Although incomplete in its present running-time, when projected at 18 frames per second, of about 12 ½ minutes [it is estimated that, with the four missing shots, the film would run a little under 15 minutes], Cop & Crook remains a fast-paced and surprisingly complex tale of crime and its prosecution, especially in its emphasis on the daily lives of those on both sides of the law. Indeed, from what is left out, one can surmise that local censorship boards were uncomfortable with the explicit parallels drawn between the police officer and criminal; particularly the workmanlike way either goes about his tasks and similarly carries out his orders received from superiors. Moreover, that each of the characters are established as coming from reduced circumstances – the telling details of their marriages and living situations – carries implicit social criticism and creates a degree of audience involvement that complicates one’s view of the human figures on either side of the ampersand. (Film gangsters and noir anti-heroes would later explore that uneasy relationship countless movie times over; proving its endless fascination for audiences and filmmakers alike.)

What is most astonishing about Cop & Crook, however, is how eminently readable its framing, blocking, set design, lighting – all the elements of visual storytelling defined under the umbrella term of “film” – appear after 115 years of subsequent moviemaking.
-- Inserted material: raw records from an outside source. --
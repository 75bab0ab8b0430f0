//! スナップショットの保存・復元の統合テスト

use debrief_core::{
    EnabledSpec, Logger, MemoryLogger, RawTargetConfig, Registry, Snapshot, SnapshotStore,
    TargetKind, Value, ValueSpec,
};
use debrief_host::HostEnv;
use std::cell::RefCell;
use std::rc::Rc;

/// テスト用のインメモリストア
#[derive(Default)]
struct MemoryStore {
    saved: RefCell<Option<Snapshot>>,
}

impl SnapshotStore for MemoryStore {
    fn save(&self, snapshot: &Snapshot) -> anyhow::Result<()> {
        *self.saved.borrow_mut() = Some(snapshot.clone());
        Ok(())
    }

    fn load(&self) -> anyhow::Result<Snapshot> {
        self.saved
            .borrow()
            .clone()
            .ok_or_else(|| anyhow::anyhow!("no snapshot saved"))
    }
}

fn make_host() -> Rc<HostEnv> {
    let host = Rc::new(HostEnv::new());
    host.define_fn("add", Rc::new(|_| Ok(Value::Int(0))));
    host.define_var("threshold", Value::Int(10));
    host
}

fn make_registry(host: &Rc<HostEnv>) -> Registry {
    let logger: Rc<dyn Logger> = Rc::new(MemoryLogger::new());
    Registry::new(Rc::clone(host), logger)
}

#[test]
fn test_snapshot_round_trip_through_fresh_registry() {
    let store = Rc::new(MemoryStore::default());
    let host = make_host();

    let registry = make_registry(&host);
    registry.set_store(Rc::clone(&store) as Rc<dyn SnapshotStore>);
    registry
        .register(
            "add",
            &RawTargetConfig {
                enabled: Some(EnabledSpec::Literal(true)),
                group: Some("math".to_string()),
                advice: Some("after".to_string()),
                timing: Some(true),
                description: Some("adder".to_string()),
                ..RawTargetConfig::new("add")
            },
        )
        .unwrap();
    registry
        .register(
            "threshold",
            &RawTargetConfig {
                kind: Some("variable".to_string()),
                enabled: Some(EnabledSpec::Literal(false)),
                values: Some(vec![
                    ValueSpec::Literal(Value::Int(99)),
                    ValueSpec::Literal(Value::Int(10)),
                ]),
                watch: Some(true),
                ..RawTargetConfig::new("threshold")
            },
        )
        .unwrap();

    // register が都度保存しているので明示 save は不要
    assert!(store.saved.borrow().is_some());

    // 別のレジストリで読み込む
    let fresh_host = make_host();
    let fresh = make_registry(&fresh_host);
    fresh.set_store(Rc::clone(&store) as Rc<dyn SnapshotStore>);
    assert_eq!(fresh.load_snapshot().unwrap(), 2);

    let add = fresh.config("add").unwrap();
    assert_eq!(add.kind, TargetKind::Call);
    assert_eq!(add.enabled, EnabledSpec::Literal(true));
    assert_eq!(add.group, "math");
    assert_eq!(add.description.as_deref(), Some("adder"));
    assert!(add.timing);

    let threshold = fresh.config("threshold").unwrap();
    assert_eq!(threshold.kind, TargetKind::Variable);
    assert_eq!(threshold.enabled, EnabledSpec::Literal(false));
    assert!(threshold.watch);
    let (active, inactive) = threshold.values.expect("values pair survives");
    assert_eq!(active, ValueSpec::Literal(Value::Int(99)));
    assert_eq!(inactive, ValueSpec::Literal(Value::Int(10)));

    assert_eq!(fresh.group_ids(), vec!["default".to_string(), "math".to_string()]);
}

#[test]
fn test_predicate_enabled_loads_as_disabled() {
    let store = Rc::new(MemoryStore::default());
    let host = make_host();

    let registry = make_registry(&host);
    registry.set_store(Rc::clone(&store) as Rc<dyn SnapshotStore>);
    registry.set_global_enabled(true);
    registry
        .register(
            "add",
            &RawTargetConfig {
                enabled: Some(EnabledSpec::Predicate(Rc::new(|| true))),
                ..RawTargetConfig::new("add")
            },
        )
        .unwrap();
    assert!(registry.is_target_active("add"));

    let fresh_host = make_host();
    let fresh = make_registry(&fresh_host);
    fresh.set_store(Rc::clone(&store) as Rc<dyn SnapshotStore>);
    fresh.set_global_enabled(true);
    assert_eq!(fresh.load_snapshot().unwrap(), 1);

    // 述語は永続化できないため、読み込み後は無効に落ちる
    assert!(!fresh.is_target_active("add"));
    assert_eq!(
        fresh.config("add").unwrap().enabled,
        EnabledSpec::Literal(false)
    );
}

#[test]
fn test_load_reinstates_instrumentation() {
    let store = Rc::new(MemoryStore::default());
    let host = make_host();

    let registry = make_registry(&host);
    registry.set_store(Rc::clone(&store) as Rc<dyn SnapshotStore>);
    registry
        .register(
            "add",
            &RawTargetConfig {
                enabled: Some(EnabledSpec::Literal(true)),
                ..RawTargetConfig::new("add")
            },
        )
        .unwrap();

    let fresh_host = make_host();
    let fresh = make_registry(&fresh_host);
    fresh.set_store(Rc::clone(&store) as Rc<dyn SnapshotStore>);
    fresh.set_global_enabled(true);
    fresh.load_snapshot().unwrap();

    // 読み込みは通常の登録経路を通るので、そのまま照合・取り付けされる
    assert!(fresh.is_installed("add"));
    assert!(fresh_host.is_intercepted("add"));
}

#[test]
fn test_switch_flips_before_load_do_not_clobber_snapshot() {
    let store = Rc::new(MemoryStore::default());
    let host = make_host();

    let registry = make_registry(&host);
    registry.set_store(Rc::clone(&store) as Rc<dyn SnapshotStore>);
    registry
        .register(
            "add",
            &RawTargetConfig {
                enabled: Some(EnabledSpec::Literal(true)),
                ..RawTargetConfig::new("add")
            },
        )
        .unwrap();

    // 新しいプロセスがロードの前にスイッチ類を操作しても、照合だけでは
    // 保存が走らず、ストアの中身は壊れない
    let fresh_host = make_host();
    let fresh = make_registry(&fresh_host);
    fresh.set_store(Rc::clone(&store) as Rc<dyn SnapshotStore>);
    fresh.set_global_enabled(true);
    fresh.set_hook_monitoring(true);
    fresh.refresh_all();

    assert_eq!(store.saved.borrow().as_ref().unwrap().targets.len(), 1);
    assert_eq!(fresh.load_snapshot().unwrap(), 1);
    assert!(fresh.is_installed("add"));
}

#[test]
fn test_save_without_store_is_a_no_op() {
    let host = make_host();
    let registry = make_registry(&host);

    registry
        .register("add", &RawTargetConfig::new("add"))
        .unwrap();
    assert!(registry.save().is_ok());
    assert_eq!(registry.load_snapshot().unwrap(), 0);
}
From the billy club, hammer and chisel picked up in the first shots to their final and tragic uses in the very last, the question Edwin S. Porter leaves us, then, is whether his assembly of discreet shots would make sense if jumbled, altered, sped up, slowed down, cut, or re-staged. That they seamlessly fit together and create visual, mental, and even moral geography in the collective minds of viewers – whizzing us back and forth through time and space, effortlessly breaking barriers between them – shows the imperceptible, precision storytelling across these 12 shots to be the “best”, in the sense of most comprehensible, of all possible worlds a filmmaker could create.